After the repression, “
Operation Yellow Bird“It helped smuggle protesters from Beijing and others at risk of arrest into the city, even then British territory. According to the Hong Kong Alliance, around 500 people were drawn from China, including student protest leaders such as
Wu’er Kaixi, who debated the famous Chinese Prime Minister Li Peng at the height of the protests.
In the years after the crackdown, pressure grew on the British to do more to protect Hong Kong under the impending Chinese government, and in 1994 Governor Chris Patten made
elections to the city parliament Completely democratic for the first time, a move that was not approved by London and angered in Beijing.
The Legislative Council elected the following year was the first and only time that Parliament had a pro-democratic majority. It dissolved and
replaced by a Beijing-designated body as soon as Chinese control over the city took hold.
In the eight years after Tiananmen, hundreds of thousands of Hong Kong people moved abroad, although many returned shortly after the handover after a feared crackdown failed to materialize and the city enjoyed an economic boom under its new rulers. However, most returnees came with foreign passports in their back pockets, ready to flee again if things took a negative turn.
A renewed exodus may be on the horizon thanks to the new national security law. Following China’s announcement, the UK moved to
extend some rights for British (overseas) national passport holders, of whom there are some 300,000 in Hong Kong and up to 3 million citizens born in the city before 1997 eligible to apply. London said that if the law goes ahead, BNO holders will be granted a 12-month stay in the UK, up from 6 months, giving them a potential path to British citizenship.
What happens next?
In two decades of Chinese rule, the Tiananmen memorial was always something that set Hong Kong apart, a litmus test to determine if the city’s liberties and autonomy were still protected.
It has also served as a kind of incubator for political talent, often being among the first demonstrations attended by many Hong Kong people.
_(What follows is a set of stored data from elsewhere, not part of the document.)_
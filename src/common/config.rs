//! Configuration file handling

use serde::Deserialize;
use std::path::Path;
use std::time::Duration;

use super::paths::config_path;
use super::{Error, Result};

/// Main configuration structure
#[derive(Debug, Deserialize, Default, Clone)]
pub struct Config {
    /// Timer delays used to supervise each case
    #[serde(default)]
    pub timers: Timers,

    /// CPU profiling window settings
    #[serde(default)]
    pub profiling: ProfilingConfig,

    /// Reference answer comparison
    #[serde(default)]
    pub comparison: ComparisonConfig,

    /// Chart output settings
    #[serde(default)]
    pub chart: ChartConfig,
}

/// Timer settings in milliseconds
#[derive(Debug, Deserialize, Clone)]
pub struct Timers {
    /// Delay before a "long calculation" warning
    #[serde(default = "default_warning")]
    pub warning_ms: u64,

    /// Delay before CPU sampling starts
    #[serde(default = "default_profile_start")]
    pub profile_start_ms: u64,

    /// Delay before CPU sampling stops
    #[serde(default = "default_profile_stop")]
    pub profile_stop_ms: u64,

    /// Interval between heartbeats
    #[serde(default = "default_heartbeat")]
    pub heartbeat_ms: u64,
}

impl Default for Timers {
    fn default() -> Self {
        Self {
            warning_ms: default_warning(),
            profile_start_ms: default_profile_start(),
            profile_stop_ms: default_profile_stop(),
            heartbeat_ms: default_heartbeat(),
        }
    }
}

impl Timers {
    pub fn warning(&self) -> Duration {
        Duration::from_millis(self.warning_ms)
    }

    pub fn profile_start(&self) -> Duration {
        Duration::from_millis(self.profile_start_ms)
    }

    pub fn profile_stop(&self) -> Duration {
        Duration::from_millis(self.profile_stop_ms)
    }

    pub fn heartbeat(&self) -> Duration {
        Duration::from_millis(self.heartbeat_ms)
    }
}

fn default_warning() -> u64 {
    500
}
fn default_profile_start() -> u64 {
    1_000
}
fn default_profile_stop() -> u64 {
    10_000
}
fn default_heartbeat() -> u64 {
    1_000
}

/// CPU profiling configuration
#[derive(Debug, Deserialize, Clone)]
pub struct ProfilingConfig {
    /// Whether long cases are profiled at all
    #[serde(default = "default_true")]
    pub enabled: bool,

    /// Sampling frequency in Hz
    #[serde(default = "default_frequency")]
    pub frequency: i32,

    /// External tool used to analyze a finished profile
    #[serde(default)]
    pub analyzer: AnalyzerConfig,
}

impl Default for ProfilingConfig {
    fn default() -> Self {
        Self {
            enabled: true,
            frequency: default_frequency(),
            analyzer: AnalyzerConfig::default(),
        }
    }
}

fn default_frequency() -> i32 {
    100
}

/// Profile analysis tool
///
/// Arguments may contain `{binary}` (the running executable) and
/// `{profile}` (the profile file) placeholders.
#[derive(Debug, Deserialize, Clone)]
pub struct AnalyzerConfig {
    /// Whether the analysis tool is invoked after profiling stops
    #[serde(default = "default_true")]
    pub enabled: bool,

    /// Tool executable, looked up on PATH
    #[serde(default = "default_analyzer_program")]
    pub program: String,

    /// Arguments producing the textual hot-path report
    #[serde(default = "default_report_args")]
    pub report_args: Vec<String>,

    /// Arguments producing the call-graph visualization
    #[serde(default = "default_visualize_args")]
    pub visualize_args: Vec<String>,
}

impl Default for AnalyzerConfig {
    fn default() -> Self {
        Self {
            enabled: true,
            program: default_analyzer_program(),
            report_args: default_report_args(),
            visualize_args: default_visualize_args(),
        }
    }
}

fn default_analyzer_program() -> String {
    "pprof".to_string()
}

fn default_report_args() -> Vec<String> {
    ["-top", "{binary}", "{profile}"]
        .iter()
        .map(|s| s.to_string())
        .collect()
}

fn default_visualize_args() -> Vec<String> {
    ["-web", "{binary}", "{profile}"]
        .iter()
        .map(|s| s.to_string())
        .collect()
}

/// Reference comparison configuration
#[derive(Debug, Deserialize, Default, Clone)]
pub struct ComparisonConfig {
    /// Abort the run on the first mismatching case
    #[serde(default)]
    pub fatal_on_mismatch: bool,
}

/// Chart configuration
#[derive(Debug, Deserialize, Clone)]
pub struct ChartConfig {
    /// Whether charts are written for cases that recorded points
    #[serde(default = "default_true")]
    pub enabled: bool,

    /// Side length of the square image in pixels
    #[serde(default = "default_chart_size")]
    pub size_px: u32,
}

impl Default for ChartConfig {
    fn default() -> Self {
        Self {
            enabled: true,
            size_px: default_chart_size(),
        }
    }
}

/// 4 inches at 96 dpi
fn default_chart_size() -> u32 {
    384
}

fn default_true() -> bool {
    true
}

impl Config {
    /// Load configuration from an explicit file, or from the default config
    /// file when none is given
    ///
    /// Returns default configuration if the default file doesn't exist
    pub fn load(explicit: Option<&Path>) -> Result<Self> {
        let config = match explicit {
            Some(path) => Self::from_file(path)?,
            None => match config_path() {
                Some(path) if path.exists() => Self::from_file(&path)?,
                _ => Self::default(),
            },
        };
        config.validate()?;
        Ok(config)
    }

    fn from_file(path: &Path) -> Result<Self> {
        let content = std::fs::read_to_string(path).map_err(|e| Error::FileRead {
            path: path.display().to_string(),
            error: e.to_string(),
        })?;
        Self::parse(&content)
    }

    /// Parse configuration from TOML text
    pub fn parse(content: &str) -> Result<Self> {
        toml::from_str(content).map_err(|e| Error::ConfigParse(e.to_string()))
    }

    /// Reject timer and chart settings the harness cannot run with
    pub fn validate(&self) -> Result<()> {
        let t = &self.timers;
        if t.warning_ms == 0 || t.heartbeat_ms == 0 {
            return Err(Error::Config(
                "warning_ms and heartbeat_ms must be greater than zero".to_string(),
            ));
        }
        if self.profiling.enabled && t.profile_start_ms >= t.profile_stop_ms {
            return Err(Error::Config(format!(
                "profile_start_ms ({}) must be less than profile_stop_ms ({})",
                t.profile_start_ms, t.profile_stop_ms
            )));
        }
        if self.profiling.enabled && self.profiling.frequency <= 0 {
            return Err(Error::Config(format!(
                "profiling frequency must be greater than zero, got {}",
                self.profiling.frequency
            )));
        }
        if self.chart.size_px == 0 {
            return Err(Error::Config("chart size_px must be greater than zero".to_string()));
        }
        Ok(())
    }
}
Many activists, including former Umbrella Movement leaders Nathan Law and Joshua Wong, have spoken of the effect of the June 4 memorial on their own political awakening.
Last year, city leader Carrie Lam
pointed to the annual rally as proof that “Hong Kong is a very free society”.
“If there are public meetings to express their views and feelings on a particular historical incident, we fully respect those views,” he said.
When asked this week if the meeting would be prohibited under the new national security law, Lam said, “We don’t have the law drafted right now. We can handle this later.”
Hong Kong officials have insisted that concerns about the legislation are exaggerated, and that the new crimes of sedition, subversion and secession will only apply to a small handful of people, even though they admit they are also in the dark of Beijing’s plans.
In a statement on the law last week, the Hong Kong Alliance warned that it was “like a knife to the neck of all Hong Kong people.”
“Even if it only cuts a few, it threatens the freedom of the 7 million,” the group said. “It is the implementation of the rule out of fear in Hong Kong.”
For now, they are still defying that fear, even as coronavirus restrictions have thwarted plans for a mass demonstration. Smaller meetings will be held throughout the city, and the Alliance has
called all residents Light candles at 8 p.m., holding them outside your windows to recreate the sea of light that has become a common image of the annual vigil at Victoria Park.
“Will Hong Kongers be able to celebrate the vigil next year? One year is an eternity in politics and the predictions are dangerous,” wrote Chinese academic Jerome Cohen.
this week. However, unless there is an unexpected change in leadership in Beijing, it surely seems likely, especially in light of the upcoming (national security law), that Hong Kong could follow Macao succumbing to the amnesia that has been forced for a long time on the continent. “
CNN’s Chermaine Lee contributed reporting.